Die zentrale Unterbringung von Sicherungsverwahrten in Jenfeld birgt viele Risiken
Wer Recht spricht, soll gerecht sein. Das versteht sich von selbst. Gerechtigkeit ist aber mehr als die Abwägung individueller Schuld. Richter müssen bei ihren Urteilen auch das Maß, die Verhältnismäßigkeit berücksichtigen und nicht zuletzt die Konsequenzen bedenken. Das Urteil des Europäischen Gerichtshofs für Menschenrechte, das Sicherungsverwahrte in Deutschland unter bestimmten Voraussetzungen in die Freiheit entlässt, lässt jedes Augenmaß vermissen. Es ist auch nicht geeignet, das Vertrauen der Bürger in die Rechtsordnung zu stärken.
Kein Mensch will die verurteilten Schwerverbrecher in seiner Nachbarschaft, weil ihnen, die gemordet und vergewaltigt haben, das Stigma des Rückfalls anhaftet. Wo immer sie hingehen, gibt es Protest. Und es ist nicht einmal sicher, ob die Betroffenen selbst diese Form öffentlich beäugter Freiheit wollen.
Die meisten Landesregierungen, auch der Hamburger Senat, haben damit ein Thema aufgedrückt bekommen, bei dem es eigentlich keine Gewinner geben kann.
Der SPD-Senat geht ein hohes Risiko mit der zentralen Unterbringung der ehemaligen Sicherungsverwahrten in Jenfeld ein. Erstens wird der Aufenthalt der Männer im Osten der Stadt gegen den Willen der Anwohner durchgesetzt. Eine echte Beteiligung an der Standortwahl - also vor einer Entscheidung - hat nicht stattgefunden. Zweitens muss der Druck auf Hans-Peter W., den der Senat ausgeübt hat, immens gewesen sein. Denn W., der als Erster eingezogen ist, hatte wie auch der zweite Ex-Sicherungsverwahrte Karsten D. das Jenfelder Quartier bislang abgelehnt - und zwar wegen des Protests dort und der daraus resultierenden öffentlichen Aufmerksamkeit.

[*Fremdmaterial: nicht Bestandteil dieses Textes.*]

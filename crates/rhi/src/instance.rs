//! Vulkan instance management.
//!
//! This module handles VkInstance creation, validation layers, and the debug
//! messenger that forwards driver diagnostics to `tracing`.
//!
//! # Example
//!
//! ```no_run
//! use ember_rhi::instance::{Instance, InstanceDesc};
//! use ember_rhi::surface::SurfaceSource;
//!
//! # fn example(window: &dyn SurfaceSource) -> ember_rhi::RhiResult<()> {
//! let desc = InstanceDesc {
//!     application_name: "demo".to_string(),
//!     enable_validation: cfg!(debug_assertions),
//! };
//! let instance = Instance::new(&desc, window)?;
//! assert_eq!(instance.has_validation(), desc.enable_validation);
//! # Ok(())
//! # }
//! ```

use std::ffi::{CStr, CString};

use ash::{Entry, vk};
use tracing::{debug, error, info, trace, warn};

use crate::error::{RhiError, RhiResult};
use crate::surface::SurfaceSource;

const VALIDATION_LAYER_NAME: &CStr = c"VK_LAYER_KHRONOS_validation";
const ENGINE_NAME: &CStr = c"Ember";

/// Instance creation parameters.
#[derive(Debug, Clone)]
pub struct InstanceDesc {
    pub application_name: String,
    /// Enable the Khronos validation layer and debug messenger. Creation
    /// fails if the layer is not installed.
    pub enable_validation: bool,
}

/// Vulkan instance wrapper.
///
/// Must outlive every surface and device created from it.
pub struct Instance {
    /// Loaded Vulkan library entry points.
    entry: Entry,
    /// Vulkan instance handle and function table.
    instance: ash::Instance,
    /// Debug utils function table, present when validation is enabled.
    debug_utils: Option<ash::ext::debug_utils::Instance>,
    /// Messenger forwarding validation output to `tracing`.
    debug_messenger: Option<vk::DebugUtilsMessengerEXT>,
}

impl Instance {
    /// Loads the Vulkan library and creates an instance that can present to
    /// surfaces produced by `platform`.
    ///
    /// # Arguments
    ///
    /// * `desc` - Application name and validation switch
    /// * `platform` - Appends the platform's surface extensions
    ///
    /// # Errors
    ///
    /// * [`RhiError::ValidationLayerMissing`] if validation is requested and
    ///   the Khronos layer is not installed
    /// * An error if the Vulkan library cannot be loaded or instance or
    ///   messenger creation fails
    pub fn new(desc: &InstanceDesc, platform: &dyn SurfaceSource) -> RhiResult<Self> {
        let entry = unsafe { Entry::load()? };

        if desc.enable_validation && !Self::is_validation_layer_available(&entry)? {
            error!(
                "Validation layer {:?} is not installed",
                VALIDATION_LAYER_NAME
            );
            return Err(RhiError::ValidationLayerMissing(
                VALIDATION_LAYER_NAME.to_string_lossy().into_owned(),
            ));
        }

        let application_name = CString::new(desc.application_name.as_str())
            .unwrap_or_else(|_| CString::from(c"Ember application"));

        let app_info = vk::ApplicationInfo::default()
            .application_name(&application_name)
            .application_version(vk::make_api_version(0, 1, 0, 0))
            .engine_name(ENGINE_NAME)
            .engine_version(vk::make_api_version(0, 1, 0, 0))
            .api_version(vk::API_VERSION_1_2);

        let extensions = required_extensions(platform, desc.enable_validation)?;
        for extension in &extensions {
            debug!("Instance extension: {:?}", extension);
        }
        let extension_ptrs: Vec<*const std::ffi::c_char> =
            extensions.iter().map(|ext| ext.as_ptr()).collect();

        let layers = if desc.enable_validation {
            vec![VALIDATION_LAYER_NAME.as_ptr()]
        } else {
            vec![]
        };

        let create_info = vk::InstanceCreateInfo::default()
            .application_info(&app_info)
            .enabled_extension_names(&extension_ptrs)
            .enabled_layer_names(&layers);

        let instance = unsafe { entry.create_instance(&create_info, None)? };

        info!("Vulkan instance created (API version 1.2)");

        let (debug_utils, debug_messenger) = if desc.enable_validation {
            let debug_utils = ash::ext::debug_utils::Instance::new(&entry, &instance);
            match Self::setup_debug_messenger(&debug_utils) {
                Ok(messenger) => {
                    info!("Validation layer and debug messenger enabled");
                    (Some(debug_utils), Some(messenger))
                }
                Err(e) => {
                    unsafe { instance.destroy_instance(None) };
                    return Err(e);
                }
            }
        } else {
            (None, None)
        };

        Ok(Self {
            entry,
            instance,
            debug_utils,
            debug_messenger,
        })
    }

    #[inline]
    pub fn handle(&self) -> &ash::Instance {
        &self.instance
    }

    #[inline]
    pub fn entry(&self) -> &Entry {
        &self.entry
    }

    /// Returns `true` if the debug messenger is installed.
    #[inline]
    pub fn has_validation(&self) -> bool {
        self.debug_messenger.is_some()
    }

    fn is_validation_layer_available(entry: &Entry) -> RhiResult<bool> {
        let available_layers = unsafe { entry.enumerate_instance_layer_properties()? };

        Ok(available_layers
            .iter()
            .any(|layer| layer.layer_name_as_c_str() == Ok(VALIDATION_LAYER_NAME)))
    }

    fn setup_debug_messenger(
        debug_utils: &ash::ext::debug_utils::Instance,
    ) -> RhiResult<vk::DebugUtilsMessengerEXT> {
        let create_info = vk::DebugUtilsMessengerCreateInfoEXT::default()
            .message_severity(
                vk::DebugUtilsMessageSeverityFlagsEXT::ERROR
                    | vk::DebugUtilsMessageSeverityFlagsEXT::WARNING
                    | vk::DebugUtilsMessageSeverityFlagsEXT::INFO,
            )
            .message_type(
                vk::DebugUtilsMessageTypeFlagsEXT::GENERAL
                    | vk::DebugUtilsMessageTypeFlagsEXT::VALIDATION
                    | vk::DebugUtilsMessageTypeFlagsEXT::PERFORMANCE,
            )
            .pfn_user_callback(Some(debug_callback));

        let messenger = unsafe { debug_utils.create_debug_utils_messenger(&create_info, None)? };

        Ok(messenger)
    }
}

impl Drop for Instance {
    fn drop(&mut self) {
        unsafe {
            if let (Some(debug_utils), Some(messenger)) = (&self.debug_utils, self.debug_messenger)
            {
                debug_utils.destroy_debug_utils_messenger(messenger, None);
            }
            self.instance.destroy_instance(None);
        }
        info!("Vulkan instance destroyed");
    }
}

/// Builds the ordered instance extension list: the generic surface
/// extension, then whatever the platform appends, then debug utils when
/// validation is on. Duplicates keep their first position.
pub fn required_extensions(
    platform: &dyn SurfaceSource,
    enable_validation: bool,
) -> RhiResult<Vec<&'static CStr>> {
    let mut extensions = vec![ash::khr::surface::NAME];
    platform.required_extensions(&mut extensions)?;

    if enable_validation {
        extensions.push(ash::ext::debug_utils::NAME);
    }

    Ok(dedup_preserving_order(extensions))
}

fn dedup_preserving_order(extensions: Vec<&'static CStr>) -> Vec<&'static CStr> {
    let mut unique: Vec<&'static CStr> = Vec::with_capacity(extensions.len());
    for extension in extensions {
        if !unique.contains(&extension) {
            unique.push(extension);
        }
    }
    unique
}

unsafe extern "system" fn debug_callback(
    message_severity: vk::DebugUtilsMessageSeverityFlagsEXT,
    message_type: vk::DebugUtilsMessageTypeFlagsEXT,
    p_callback_data: *const vk::DebugUtilsMessengerCallbackDataEXT<'_>,
    _user_data: *mut std::ffi::c_void,
) -> vk::Bool32 {
    if p_callback_data.is_null() {
        return vk::FALSE;
    }

    let callback_data = unsafe { &*p_callback_data };
    let message = if callback_data.p_message.is_null() {
        std::borrow::Cow::Borrowed("(no message)")
    } else {
        unsafe { CStr::from_ptr(callback_data.p_message).to_string_lossy() }
    };

    let kind = match message_type {
        vk::DebugUtilsMessageTypeFlagsEXT::GENERAL => "general",
        vk::DebugUtilsMessageTypeFlagsEXT::VALIDATION => "validation",
        vk::DebugUtilsMessageTypeFlagsEXT::PERFORMANCE => "performance",
        _ => "other",
    };

    match message_severity {
        vk::DebugUtilsMessageSeverityFlagsEXT::ERROR => error!(target: "vulkan", kind, "{}", message),
        vk::DebugUtilsMessageSeverityFlagsEXT::WARNING => warn!(target: "vulkan", kind, "{}", message),
        vk::DebugUtilsMessageSeverityFlagsEXT::INFO => info!(target: "vulkan", kind, "{}", message),
        _ => trace!(target: "vulkan", kind, "{}", message),
    }

    vk::FALSE
}

#[cfg(test)]
mod tests {
    use super::*;

    struct HeadlessPlatform {
        extensions: Vec<&'static CStr>,
    }

    impl SurfaceSource for HeadlessPlatform {
        fn required_extensions(&self, extensions: &mut Vec<&'static CStr>) -> RhiResult<()> {
            extensions.extend(self.extensions.iter().copied());
            Ok(())
        }

        fn create_surface(
            &self,
            _entry: &ash::Entry,
            _instance: &ash::Instance,
        ) -> RhiResult<vk::SurfaceKHR> {
            Err(RhiError::SurfaceError("headless".to_string()))
        }

        fn framebuffer_size(&self) -> (u32, u32) {
            (0, 0)
        }
    }

    #[test]
    fn test_platform_extensions_follow_generic_surface() {
        let platform = HeadlessPlatform {
            extensions: vec![ash::khr::xlib_surface::NAME, ash::khr::wayland_surface::NAME],
        };

        let extensions = required_extensions(&platform, false).unwrap();
        assert_eq!(
            extensions,
            vec![
                ash::khr::surface::NAME,
                ash::khr::xlib_surface::NAME,
                ash::khr::wayland_surface::NAME,
            ]
        );
    }

    #[test]
    fn test_duplicate_surface_extension_is_dropped() {
        let platform = HeadlessPlatform {
            extensions: vec![ash::khr::surface::NAME, ash::khr::win32_surface::NAME],
        };

        let extensions = required_extensions(&platform, true).unwrap();
        assert_eq!(
            extensions,
            vec![
                ash::khr::surface::NAME,
                ash::khr::win32_surface::NAME,
                ash::ext::debug_utils::NAME,
            ]
        );
    }

    #[test]
    fn test_debug_utils_only_with_validation() {
        let platform = HeadlessPlatform { extensions: vec![] };

        let without = required_extensions(&platform, false).unwrap();
        assert!(!without.contains(&ash::ext::debug_utils::NAME));

        let with = required_extensions(&platform, true).unwrap();
        assert!(with.contains(&ash::ext::debug_utils::NAME));
    }

    #[test]
    fn test_instance_creation_without_validation() {
        let platform = HeadlessPlatform { extensions: vec![] };
        let desc = InstanceDesc {
            application_name: "instance-test".to_string(),
            enable_validation: false,
        };

        match Instance::new(&desc, &platform) {
            Ok(instance) => assert!(!instance.has_validation()),
            Err(RhiError::LoadingError(_)) => {
                eprintln!("Skipping test: Vulkan not available");
            }
            Err(RhiError::VulkanError(e)) => {
                eprintln!("Skipping test: no usable Vulkan driver ({:?})", e);
            }
            Err(e) => panic!("Unexpected error: {:?}", e),
        }
    }
}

Der Senat hat mit dem Einzug der beiden nun immerhin einen Zwischenerfolg errungen. Es gilt nach wie vor der kategorische Satz von Bürgermeister Olaf Scholz (SPD): "Jenfeld ist unser Angebot, es gibt kein zweites." Der Senat ist damit auf das Wohlverhalten der Sicherungsverwahrten in besonderer Weise angewiesen. Wenn Hans-Peter W. und Karsten D. wieder ausziehen, weil sie dem Druck des Protests nicht standhalten, steht das Senatskonzept vor dem Scheitern.
Andererseits ist dem Senat zugute zu halten, dass die Unterbringung der ehemaligen Sicherungsverwahrten in Jenfeld ein hohes Maß an Sicherheit für die Anwohner einschließt. W. und D. werden keinen Schritt ohne polizeiliche Begleitung tun. Nach menschlichem Ermessen schließt das die Begehung von Straftaten aus.
Was immer diese Gesellschaft mit ihnen anstellt: Die freigelassenen Sicherungsverwahrten sind da, sie werden sich nicht in Luft auflösen. Wir müssen lernen, sie als Teil des öffentlichen Lebens zu akzeptieren. Nur nebenbei sei bemerkt, dass das eben auch für diejenigen Straftäter gilt, die nach Verbüßung ihrer Strafe ohne anschließende Sicherungsverwahrung entlassen werden. Der Unterschied liegt darin, dass wir diese Menschen auf der Straße in der Regel nicht erkennen.
Das alles sind Gründe dafür, jetzt der Jenfelder Einrichtung eine Chance zu geben. Die Anwohner sollten die Lage vor Ort kritisch verfolgen, auf Missstände aufmerksam machen und gegebenenfalls Korrekturen am Konzept einfordern. Es ist nicht ausgeschlossen, dass die enge polizeiliche Begleitung von W. und D. doch noch Vertrauen vor Ort schaffen kann. Umgekehrt muss auch der Senat Lernbereitschaft zeigen. Die verantwortlichen Senatoren Jana Schiedek (Justiz), Michael Neumann (Innen) und Detlef Scheele (Soziales) sind gut beraten, die Anliegen der Anwohner ernst zu nehmen. Gerade jetzt.
Langfristig wird es aber darauf ankommen, dass sich die norddeutschen Länder auf eine gemeinsame Unterbringung verständigen.